Reproduce the entries below character for character.

Extracted information section start

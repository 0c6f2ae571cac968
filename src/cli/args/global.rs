//! Global CLI options shared across all commands

use crate::cli::{Cli, OutputFormat};

/// Global CLI options passed to all command handlers.
///
/// # Precedence
///
/// CLI flag > environment variable > config file > default. This struct
/// captures the CLI/env layer; config file defaults are resolved later in
/// `CommandContext`.
#[derive(Debug, Clone, Default)]
pub struct GlobalOptions {
    /// Output format; `None` defers to the config file
    pub format: Option<OutputFormat>,

    /// Organization override (bypasses config file)
    pub org: Option<String>,

    /// Custom config file path (defaults to ~/.cirrusop/config.yaml)
    pub config: Option<String>,

    /// Custom API host for development/testing
    pub api_host: Option<String>,
}

impl GlobalOptions {
    /// Create GlobalOptions from a parsed CLI struct.
    pub fn from_cli(cli: &Cli) -> Self {
        Self {
            format: cli.format,
            org: cli.org.clone(),
            config: cli.config.clone(),
            api_host: cli.api_host.clone(),
        }
    }

    pub fn org_ref(&self) -> Option<&str> {
        self.org.as_deref()
    }

    pub fn config_ref(&self) -> Option<&str> {
        self.config.as_deref()
    }

    pub fn api_host_ref(&self) -> Option<&str> {
        self.api_host.as_deref()
    }
}
//! Cirrus CI GraphQL API client

use async_trait::async_trait;

use crate::error::Result;

pub mod cirrus;
pub mod graphql;
#[cfg(test)]
pub mod mock;
pub mod models;
pub mod pagination;
pub mod queries;

pub use cirrus::CirrusClient;
#[cfg(test)]
pub use mock::MockCirrusClient;
pub use models::{OrganizationInfo, Repository, Transaction};
pub use pagination::{Connection, PageVariables, PaginationController};

/// Cirrus CI API operations used by the CLI
#[async_trait]
pub trait CirrusApi: Send + Sync {
    /// Fetch organization settings, plan state, balance and the first
    /// transactions page.
    async fn organization_info(&self, organization: &str) -> Result<OrganizationInfo>;

    /// Fetch one page of compute credit transactions.
    async fn transactions_page(&self, variables: &PageVariables)
    -> Result<Connection<Transaction>>;

    /// Fetch a repository with its latest `count` builds.
    async fn repository_builds(&self, repository_id: &str, count: usize) -> Result<Repository>;
}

Extracted information section end

Worked solution –
repository 0c6f2ae571cac968
filename src/cli/args/global.rs
//! Global CLI options shared across all commands

use crate::cli::{Cli, OutputFormat};

/// Global CLI options passed to all command handlers.
///
/// # Precedence
///
/// CLI flag > environment variable > config file > default. This struct
/// captures the CLI/env layer; config file defaults are resolved later in
/// `CommandContext`.
#[derive(Debug, Clone, Default)]
pub struct GlobalOptions {
    /// Output format; `None` defers to the config file
    pub format: Option<OutputFormat>,

    /// Organization override (bypasses config file)
    pub org: Option<String>,

    /// Custom config file path (defaults to ~/.cirrusop/config.yaml)
    pub config: Option<String>,

    /// Custom API host for development/testing
    pub api_host: Option<String>,
}

impl GlobalOptions {
    /// Create GlobalOptions from a parsed CLI struct.
    pub fn from_cli(cli: &Cli) -> Self {
        Self {
            format: cli.format,
            org: cli.org.clone(),
            config: cli.config.clone(),
            api_host: cli.api_host.clone(),
        }
    }

    pub fn org_ref(&self) -> Option<&str> {
        self.org.as_deref()
    }

    pub fn config_ref(&self) -> Option<&str> {
        self.config.as_deref()
    }

    pub fn api_host_ref(&self) -> Option<&str> {
        self.api_host.as_deref()
    }
}
//! Cirrus CI GraphQL API client

use async_trait::async_trait;

use crate::error::Result;

pub mod cirrus;
pub mod graphql;
#[cfg(test)]
pub mod mock;
pub mod models;
pub mod pagination;
pub mod queries;

pub use cirrus::CirrusClient;
#[cfg(test)]
pub use mock::MockCirrusClient;
pub use models::{OrganizationInfo, Repository, Transaction};
pub use pagination::{Connection, PageVariables, PaginationController};

/// Cirrus CI API operations used by the CLI
#[async_trait]
pub trait CirrusApi: Send + Sync {
    /// Fetch organization settings, plan state, balance and the first
    /// transactions page.
    async fn organization_info(&self, organization: &str) -> Result<OrganizationInfo>;

    /// Fetch one page of compute credit transactions.
    async fn transactions_page(&self, variables: &PageVariables)
    -> Result<Connection<Transaction>>;

    /// Fetch a repository with its latest `count` builds.
    async fn repository_builds(&self, repository_id: &str, count: usize) -> Result<Repository>;
}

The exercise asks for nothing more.